Saudi “Cultural Days” opened to visitors on Friday and concluded Sunday. On Thursday night, an official opening ceremony took place at Al-Maqam Palace.
The event included a number of exhibitions, displayed at the Museum of Fine Arts in the Turkmen capital, Ashgabat.
The pavilion of the Custodian of the Two Holy Mosques Institute for Hajj and Umrah Research took visitors on a virtual-reality journey through the Two Holy Mosques of Makkah and Madinah and the holy sites, highlighting their expansion and development. It also featured photos and models of projects dating back to the founding of Saudi Arabia, in addition to a number of research papers produced by the institute.
Elsewhere, a pavilion of traditional Saudi costumes displayed dresses from several regions of the Kingdome, which visitors could try on for themselves, and the Darah Foundation provided a history of Saudi-Turkmen relations, with a particular focus on cultural ties, and exhibited artworks that reflected society and the environment in the Kingdom.
A pavilion dedicated to the Zamzam Project explained the evolution of the methods of extracting water from the historic well and distributing it to the Two Holy Mosques.
The College of Agriculture at Qassim University hosted a palm and date exhibition at its pavilion, and there were also pavilions dedicated to Arabic calligraphy; hospitality; the art of henna; and traditional folk dances and music.
On Saturday, the Saudi delegation for “Cultural Days” — which included Saudi Ambassador to Turkmenistan Khalid bin Faisal Al-Sahli, and the Ministry of Media’s general supervisor for international cultural relations, Omar bin Mohammed Al-Aqeel — visited Magtymguly State University in Ashgabat.
During the visit, Dr. Ibrahim bin Mohammed Al-Muzaini and Dr.
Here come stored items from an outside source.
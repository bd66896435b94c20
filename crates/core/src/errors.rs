use thiserror::Error;

use crate::{domain::catalog::CatalogError, flows::FlowTransitionError};

#[derive(Clone, Debug, Error, PartialEq, Eq)]
pub enum DomainError {
    #[error(transparent)]
    Catalog(#[from] CatalogError),
    #[error("invalid project area `{value}` (expected a number of square meters >= 0)")]
    InvalidArea { value: String },
    #[error(transparent)]
    FlowTransition(#[from] FlowTransitionError),
    #[error("domain invariant violation: {0}")]
    InvariantViolation(String),
}

#[derive(Clone, Debug, Error, PartialEq, Eq)]
pub enum ApplicationError {
    #[error(transparent)]
    Domain(#[from] DomainError),
    #[error("integration failure: {0}")]
    Integration(String),
    #[error("service not configured: {0}")]
    Unconfigured(String),
    #[error("configuration failure: {0}")]
    Configuration(String),
}

#[derive(Clone, Debug, Error, PartialEq, Eq)]
pub enum InterfaceError {
    #[error("bad request: {message}")]
    BadRequest { message: String, correlation_id: String },
    #[error("service unavailable: {message}")]
    ServiceUnavailable { message: String, correlation_id: String },
    #[error("internal error: {message}")]
    Internal { message: String, correlation_id: String },
}

impl InterfaceError {
    pub fn user_message(&self) -> &'static str {
        match self {
            Self::BadRequest { .. } => {
                "The request could not be processed. Check inputs and try again."
            }
            Self::ServiceUnavailable { .. } => {
                "The service is temporarily unavailable. Please retry shortly."
            }
            Self::Internal { .. } => "An unexpected internal error occurred.",
        }
    }

    pub fn correlation_id(&self) -> &str {
        match self {
            Self::BadRequest { correlation_id, .. }
            | Self::ServiceUnavailable { correlation_id, .. }
            | Self::Internal { correlation_id, .. } => correlation_id,
        }
    }
}

impl ApplicationError {
    pub fn into_interface(self, correlation_id: impl Into<String>) -> InterfaceError {
        let correlation_id = correlation_id.into();
        let mut mapped = InterfaceError::from(self);
        match &mut mapped {
            InterfaceError::BadRequest { correlation_id: id, .. }
            | InterfaceError::ServiceUnavailable { correlation_id: id, .. }
            | InterfaceError::Internal { correlation_id: id, .. } => *id = correlation_id,
        }
        mapped
    }
}

impl From<ApplicationError> for InterfaceError {
    fn from(value: ApplicationError) -> Self {
        match value {
            ApplicationError::Domain(DomainError::Catalog(error)) => Self::Internal {
                message: format!("catalog misconfigured: {error}"),
                correlation_id: "unassigned".to_owned(),
            },
            ApplicationError::Domain(error @ DomainError::InvalidArea { .. }) => Self::BadRequest {
                message: error.to_string(),
                correlation_id: "unassigned".to_owned(),
            },
            ApplicationError::Domain(DomainError::FlowTransition(_))
            | ApplicationError::Domain(DomainError::InvariantViolation(_)) => Self::BadRequest {
                message: "domain validation failed".to_owned(),
                correlation_id: "unassigned".to_owned(),
            },
            ApplicationError::Integration(message) | ApplicationError::Unconfigured(message) => {
                Self::ServiceUnavailable { message, correlation_id: "unassigned".to_owned() }
            }
            ApplicationError::Configuration(message) => {
                Self::Internal { message, correlation_id: "unassigned".to_owned() }
            }
        }
    }
}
Hamoud bin Mohammed Al-Najidi of the Imam Muhammad ibn Saud Islamic University delivered a lecture titled “The importance of the Silk Road, and historical and cultural relations between Turkmenistan and the Arabian Peninsula.”
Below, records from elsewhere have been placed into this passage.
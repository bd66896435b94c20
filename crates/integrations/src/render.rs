use std::sync::Arc;
use std::time::Duration;

use async_trait::async_trait;
use reqwest::multipart::{Form, Part};
use reqwest::Client;
use secrecy::{ExposeSecret, SecretString};
use serde::Deserialize;
use thiserror::Error;
use tracing::{info, warn};
use unikron_core::config::RenderConfig;
use unikron_core::diagnostics::{ServiceCheck, ServiceProbe};
use unikron_core::domain::design::RenderedDesign;
use unikron_core::fallback::FallbackPolicy;
use unikron_core::service::Service;

pub const NANO_BANANA_SERVICE_NAME: &str = "nano_banana";

/// One floor-plan upload to be turned into a 3D rendering.
#[derive(Clone, Debug)]
pub struct RenderRequest {
    pub image: Vec<u8>,
    pub file_name: String,
    pub content_type: String,
    pub style: String,
    pub prompt: Option<String>,
}

#[derive(Debug, Error)]
pub enum RenderError {
    #[error("render request failed: {0}")]
    Request(#[from] reqwest::Error),
    #[error("render endpoint returned {0}")]
    Status(u16),
    #[error("render response was missing `{0}`")]
    IncompleteResponse(&'static str),
}

#[async_trait]
pub trait RenderClient: Send + Sync {
    async fn render(&self, request: RenderRequest) -> Result<RenderedDesign, RenderError>;
}

#[derive(Clone)]
pub struct NanoBananaClient {
    http: Client,
    api_key: SecretString,
    endpoint: String,
}

impl NanoBananaClient {
    pub fn new(http: Client, api_key: SecretString, endpoint: impl Into<String>) -> Self {
        Self { http, api_key, endpoint: endpoint.into() }
    }

    pub fn from_config(config: &RenderConfig) -> Result<Service<Self>, reqwest::Error> {
        let Some(api_key) = config.api_key.clone() else {
            return Ok(Service::unconfigured("render.api_key is not set"));
        };

        let http = Client::builder().timeout(Duration::from_secs(config.timeout_secs)).build()?;
        Ok(Service::Configured(Self::new(http, api_key, &config.endpoint)))
    }
}

#[async_trait]
impl RenderClient for NanoBananaClient {
    async fn render(&self, request: RenderRequest) -> Result<RenderedDesign, RenderError> {
        let image = Part::bytes(request.image)
            .file_name(request.file_name)
            .mime_str(&request.content_type)?;
        let mut form = Form::new().part("image", image).text("style", request.style);
        if let Some(prompt) = request.prompt {
            form = form.text("prompt", prompt);
        }

        let response = self
            .http
            .post(&self.endpoint)
            .bearer_auth(self.api_key.expose_secret())
            .multipart(form)
            .send()
            .await?;

        if !response.status().is_success() {
            return Err(RenderError::Status(response.status().as_u16()));
        }

        let body: RenderResponse = response.json().await?;
        design_from_response(body)
    }
}

#[derive(Debug, Deserialize)]
#[serde(rename_all = "camelCase")]
struct RenderResponse {
    image_url: Option<String>,
    id: Option<String>,
}

fn design_from_response(body: RenderResponse) -> Result<RenderedDesign, RenderError> {
    let image_url = body
        .image_url
        .filter(|url| !url.trim().is_empty())
        .ok_or(RenderError::IncompleteResponse("imageUrl"))?;
    let id = body.id.filter(|id| !id.trim().is_empty()).ok_or(RenderError::IncompleteResponse("id"))?;
    Ok(RenderedDesign { image_url, id, fallback: false })
}

/// Render front door: always yields a design, substituting the fallback when
/// the renderer is missing or failing.
pub struct RenderService {
    client: Service<Arc<dyn RenderClient>>,
    fallback: FallbackPolicy,
}

impl RenderService {
    pub fn new(client: Service<Arc<dyn RenderClient>>, fallback: FallbackPolicy) -> Self {
        Self { client, fallback }
    }

    pub fn is_configured(&self) -> bool {
        self.client.is_configured()
    }

    pub async fn generate(&self, request: RenderRequest) -> RenderedDesign {
        let client = match &self.client {
            Service::Configured(client) => client,
            Service::Unconfigured { reason } => {
                info!(event_name = "render.fallback", reason = %reason, "renderer not configured, serving demo design");
                return self.fallback.fallback_design();
            }
        };

        let style = request.style.clone();
        match client.render(request).await {
            Ok(design) => {
                info!(event_name = "render.completed", style = %style, design_id = %design.id, "design rendered");
                design
            }
            Err(error) => {
                warn!(event_name = "render.failed", style = %style, error = %error, "renderer failed, serving demo design");
                self.fallback.fallback_design()
            }
        }
    }
}

/// Key presence only; the renderer exposes no cheap authenticated endpoint.
pub struct NanoBananaProbe {
    configured: bool,
}

impl NanoBananaProbe {
    pub fn new(configured: bool) -> Self {
        Self { configured }
    }
}

#[async_trait]
impl ServiceProbe for NanoBananaProbe {
    fn service_name(&self) -> &str {
        NANO_BANANA_SERVICE_NAME
    }

    async fn probe(&self) -> ServiceCheck {
        if self.configured {
            ServiceCheck::ok("Key present (deployment check required for full validation)")
        } else {
            ServiceCheck::key_missing()
        }
    }
}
Al-Muzaini described Turkmenistan as “the jewel of Asia Minor and the essence of history and civilization,” noting that the country is home to historical and archaeological sites dating back to the early Islamic era.
He explained that trading routes traditionally passed through Turkmenistan on their way to the Arabian Peninsula and other parts of the Islamic world.
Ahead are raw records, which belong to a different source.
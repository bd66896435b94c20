//! Language-model collaborators for the studio.
//!
//! The model only ever summarizes activity for the admin dashboard. It never
//! touches prices or selections; those stay in `unikron-core`.

pub mod gemini;
pub mod llm;
pub mod trends;

pub use gemini::{GeminiClient, GeminiProbe};
pub use llm::LlmClient;
pub use trends::TrendAnalyst;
Al-Muzaini proposed establishing a center to document relations between Saudi Arabia and Turkmenistan.
Al-Najidi highlighted the cultural ties between the two countries, focusing on the Arab presence in Turkmenistan as well as scientific, economic, and trade ties between the Kingdom and Turkmenistan, in addition to Hajj routes between the two countries.
He also discussed the Turkmen presence in Saudi Arabia through the Khurasan Road, emphasizing the developments and changes the road has gone through.
Ambassador Al-Sahli said in a press statement: “We aspire to assist those who promote and support Arabic language departments in Turkmen universities, and I look forward to agreements that support teaching Arabic in Turkmen universities through the employment of Saudi specialists.”
The dean of the College of Foreign Languages at the university, Dr. Awraz Qaldi Awad Saad, emphasized his country’s desire to include Arabic in its educational curricula, and to teach Turkmen heritage in foreign languages, including Arabic.